◆ **WORK INSTRUCTIONS**
Repeat all the data word for word.

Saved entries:
-*-

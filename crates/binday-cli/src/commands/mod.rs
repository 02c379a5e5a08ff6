//! Command implementations and the helpers they share.

pub mod auth;
pub mod config;
pub mod preview;
pub mod provision;

use std::io::Write;
use std::time::Duration;

use binday_core::Schedule;
use binday_google::{Credentials, OAuthFlow, Token, TokenStore};
use chrono_tz::Tz;

use crate::config::AppConfig;
use crate::defaults;
use crate::error::{ClientError, ClientResult};

/// Timeout applied to every outbound HTTP request.
pub(crate) const REQUEST_TIMEOUT: Duration = Duration::from_secs(30);

/// Builds the fixed collection schedule from [`crate::defaults`].
pub(crate) fn build_schedule() -> ClientResult<Schedule> {
    let tz: Tz = defaults::TIME_ZONE.parse().map_err(|e| {
        ClientError::Config(format!("invalid time zone {}: {}", defaults::TIME_ZONE, e))
    })?;

    Ok(Schedule {
        start_year: defaults::START_YEAR,
        years: defaults::NB_OF_YEARS,
        weekday: defaults::WEEKDAY,
        occurrence: defaults::OCCURRENCE,
        day_offset: defaults::DAY_OFFSET,
        hour: defaults::EVENT_HOUR,
        tz,
    })
}

/// Returns the token store at the configured (or default) cache path.
pub(crate) fn token_store(config: &AppConfig) -> TokenStore {
    let path = config
        .google
        .as_ref()
        .and_then(|g| g.token_path.clone())
        .unwrap_or_else(AppConfig::default_token_path);
    TokenStore::new(path)
}

/// The redirect URI matching the echo listener.
pub(crate) fn redirect_uri() -> String {
    format!("http://localhost:{}", defaults::LISTENER_PORT)
}

/// Runs the interactive consent flow: print the authorization URL, block
/// on the pasted code, exchange it for tokens.
pub(crate) async fn interactive_authorization(credentials: &Credentials) -> ClientResult<Token> {
    let flow = OAuthFlow::new(credentials.clone(), redirect_uri(), REQUEST_TIMEOUT);

    println!("Go to the following link in your browser, then paste the");
    println!("authorization code printed below:");
    println!();
    println!("{}", flow.auth_url());
    println!();
    print!("Authorization code: ");
    std::io::stdout().flush()?;

    let code = read_code()?;
    let token = flow.exchange_code(&code).await?;
    Ok(token)
}

/// Reads the authorization code from standard input.
fn read_code() -> ClientResult<String> {
    let mut line = String::new();
    std::io::stdin().read_line(&mut line)?;
    let code = line.trim();
    if code.is_empty() {
        return Err(ClientError::Config(
            "no authorization code entered".to_string(),
        ));
    }
    Ok(code.to_string())
}

/// Returns a usable token: cached, refreshed, or interactively obtained.
///
/// Every path that mints a new token persists it before returning.
pub(crate) async fn obtain_token(
    credentials: &Credentials,
    config: &AppConfig,
) -> ClientResult<Token> {
    let store = token_store(config);

    match store.load()? {
        Some(token) if !token.is_expired() => Ok(token),
        Some(Token {
            refresh_token: Some(refresh),
            ..
        }) => {
            let flow = OAuthFlow::new(credentials.clone(), redirect_uri(), REQUEST_TIMEOUT);
            let token = flow.refresh(&refresh).await?;
            store.save(&token)?;
            Ok(token)
        }
        _ => {
            let token = interactive_authorization(credentials).await?;
            store.save(&token)?;
            Ok(token)
        }
    }
}
//! The provisioning flow: one calendar, a decade of reminder events.
//!
//! Strictly linear, matching the error contract: the first failure aborts
//! the run, leaving whatever was already created in place. Re-running
//! creates a second calendar with its own duplicate events.

use std::time::Duration;

use tracing::{info, warn};

use binday_google::{CalendarClient, EventRequest, listener};

use crate::config::AppConfig;
use crate::defaults;
use crate::error::ClientResult;

use super::auth::resolve_credentials;

/// Creates the calendar and inserts every computed reminder event.
pub async fn run(config: &AppConfig) -> ClientResult<()> {
    // Compute the full window up front so a rule problem surfaces before
    // any network call.
    let schedule = super::build_schedule()?;
    let dates = schedule.target_dates()?;

    // The consent redirect needs somewhere to land if the token cache is
    // cold.
    if let Err(e) = listener::spawn(defaults::LISTENER_PORT) {
        warn!("authorization code listener unavailable: {}", e);
    }

    let credentials =
        resolve_credentials(None, None, None, config.google.as_ref())?;
    let token = super::obtain_token(&credentials, config).await?;
    let client = CalendarClient::new(&token.access_token, super::REQUEST_TIMEOUT);

    let calendar_id = client
        .insert_calendar(defaults::CALENDAR_SUMMARY, defaults::TIME_ZONE)
        .await?;
    println!("Calendar created: {}", calendar_id);

    // Give the new calendar a moment to propagate before inserting into it.
    tokio::time::sleep(Duration::from_secs(defaults::POST_CREATE_PAUSE_SECS)).await;

    for date in &dates {
        let when = date.to_rfc3339();
        let event = EventRequest::marker(
            defaults::EVENT_SUMMARY,
            &when,
            defaults::TIME_ZONE,
            defaults::REMINDER_MINUTES,
        );
        client.insert_event(&calendar_id, &event).await?;
        println!("Event created: {}", when);
    }

    info!("inserted {} events into calendar {}", dates.len(), calendar_id);
    println!();
    println!(
        "Provisioned calendar \"{}\" with {} reminder events.",
        defaults::CALENDAR_SUMMARY,
        dates.len()
    );
    Ok(())
}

-*-

◆ **TASK ANSWER**
filename crates/binday-cli/src/commands/mod.rs
repository 02c379a5e5a08ff6
//! Command implementations and the helpers they share.

pub mod auth;
pub mod config;
pub mod preview;
pub mod provision;

use std::io::Write;
use std::time::Duration;

use binday_core::Schedule;
use binday_google::{Credentials, OAuthFlow, Token, TokenStore};
use chrono_tz::Tz;

use crate::config::AppConfig;
use crate::defaults;
use crate::error::{ClientError, ClientResult};

/// Timeout applied to every outbound HTTP request.
pub(crate) const REQUEST_TIMEOUT: Duration = Duration::from_secs(30);

/// Builds the fixed collection schedule from [`crate::defaults`].
pub(crate) fn build_schedule() -> ClientResult<Schedule> {
    let tz: Tz = defaults::TIME_ZONE.parse().map_err(|e| {
        ClientError::Config(format!("invalid time zone {}: {}", defaults::TIME_ZONE, e))
    })?;

    Ok(Schedule {
        start_year: defaults::START_YEAR,
        years: defaults::NB_OF_YEARS,
        weekday: defaults::WEEKDAY,
        occurrence: defaults::OCCURRENCE,
        day_offset: defaults::DAY_OFFSET,
        hour: defaults::EVENT_HOUR,
        tz,
    })
}

/// Returns the token store at the configured (or default) cache path.
pub(crate) fn token_store(config: &AppConfig) -> TokenStore {
    let path = config
        .google
        .as_ref()
        .and_then(|g| g.token_path.clone())
        .unwrap_or_else(AppConfig::default_token_path);
    TokenStore::new(path)
}

/// The redirect URI matching the echo listener.
pub(crate) fn redirect_uri() -> String {
    format!("http://localhost:{}", defaults::LISTENER_PORT)
}

/// Runs the interactive consent flow: print the authorization URL, block
/// on the pasted code, exchange it for tokens.
pub(crate) async fn interactive_authorization(credentials: &Credentials) -> ClientResult<Token> {
    let flow = OAuthFlow::new(credentials.clone(), redirect_uri(), REQUEST_TIMEOUT);

    println!("Go to the following link in your browser, then paste the");
    println!("authorization code printed below:");
    println!();
    println!("{}", flow.auth_url());
    println!();
    print!("Authorization code: ");
    std::io::stdout().flush()?;

    let code = read_code()?;
    let token = flow.exchange_code(&code).await?;
    Ok(token)
}

/// Reads the authorization code from standard input.
fn read_code() -> ClientResult<String> {
    let mut line = String::new();
    std::io::stdin().read_line(&mut line)?;
    let code = line.trim();
    if code.is_empty() {
        return Err(ClientError::Config(
            "no authorization code entered".to_string(),
        ));
    }
    Ok(code.to_string())
}

/// Returns a usable token: cached, refreshed, or interactively obtained.
///
/// Every path that mints a new token persists it before returning.
pub(crate) async fn obtain_token(
    credentials: &Credentials,
    config: &AppConfig,
) -> ClientResult<Token> {
    let store = token_store(config);

    match store.load()? {
        Some(token) if !token.is_expired() => Ok(token),
        Some(Token {
            refresh_token: Some(refresh),
            ..
        }) => {
            let flow = OAuthFlow::new(credentials.clone(), redirect_uri(), REQUEST_TIMEOUT);
            let token = flow.refresh(&refresh).await?;
            store.save(&token)?;
            Ok(token)
        }
        _ => {
            let token = interactive_authorization(credentials).await?;
            store.save(&token)?;
            Ok(token)
        }
    }
}
//! The provisioning flow: one calendar, a decade of reminder events.
//!
//! Strictly linear, matching the error contract: the first failure aborts
//! the run, leaving whatever was already created in place. Re-running
//! creates a second calendar with its own duplicate events.

use std::time::Duration;

use tracing::{info, warn};

use binday_google::{CalendarClient, EventRequest, listener};

use crate::config::AppConfig;
use crate::defaults;
use crate::error::ClientResult;

use super::auth::resolve_credentials;

/// Creates the calendar and inserts every computed reminder event.
pub async fn run(config: &AppConfig) -> ClientResult<()> {
    // Compute the full window up front so a rule problem surfaces before
    // any network call.
    let schedule = super::build_schedule()?;
    let dates = schedule.target_dates()?;

    // The consent redirect needs somewhere to land if the token cache is
    // cold.
    if let Err(e) = listener::spawn(defaults::LISTENER_PORT) {
        warn!("authorization code listener unavailable: {}", e);
    }

    let credentials =
        resolve_credentials(None, None, None, config.google.as_ref())?;
    let token = super::obtain_token(&credentials, config).await?;
    let client = CalendarClient::new(&token.access_token, super::REQUEST_TIMEOUT);

    let calendar_id = client
        .insert_calendar(defaults::CALENDAR_SUMMARY, defaults::TIME_ZONE)
        .await?;
    println!("Calendar created: {}", calendar_id);

    // Give the new calendar a moment to propagate before inserting into it.
    tokio::time::sleep(Duration::from_secs(defaults::POST_CREATE_PAUSE_SECS)).await;

    for date in &dates {
        let when = date.to_rfc3339();
        let event = EventRequest::marker(
            defaults::EVENT_SUMMARY,
            &when,
            defaults::TIME_ZONE,
            defaults::REMINDER_MINUTES,
        );
        client.insert_event(&calendar_id, &event).await?;
        println!("Event created: {}", when);
    }

    info!("inserted {} events into calendar {}", dates.len(), calendar_id);
    println!();
    println!(
        "Provisioned calendar \"{}\" with {} reminder events.",
        defaults::CALENDAR_SUMMARY,
        dates.len()
    );
    Ok(())
}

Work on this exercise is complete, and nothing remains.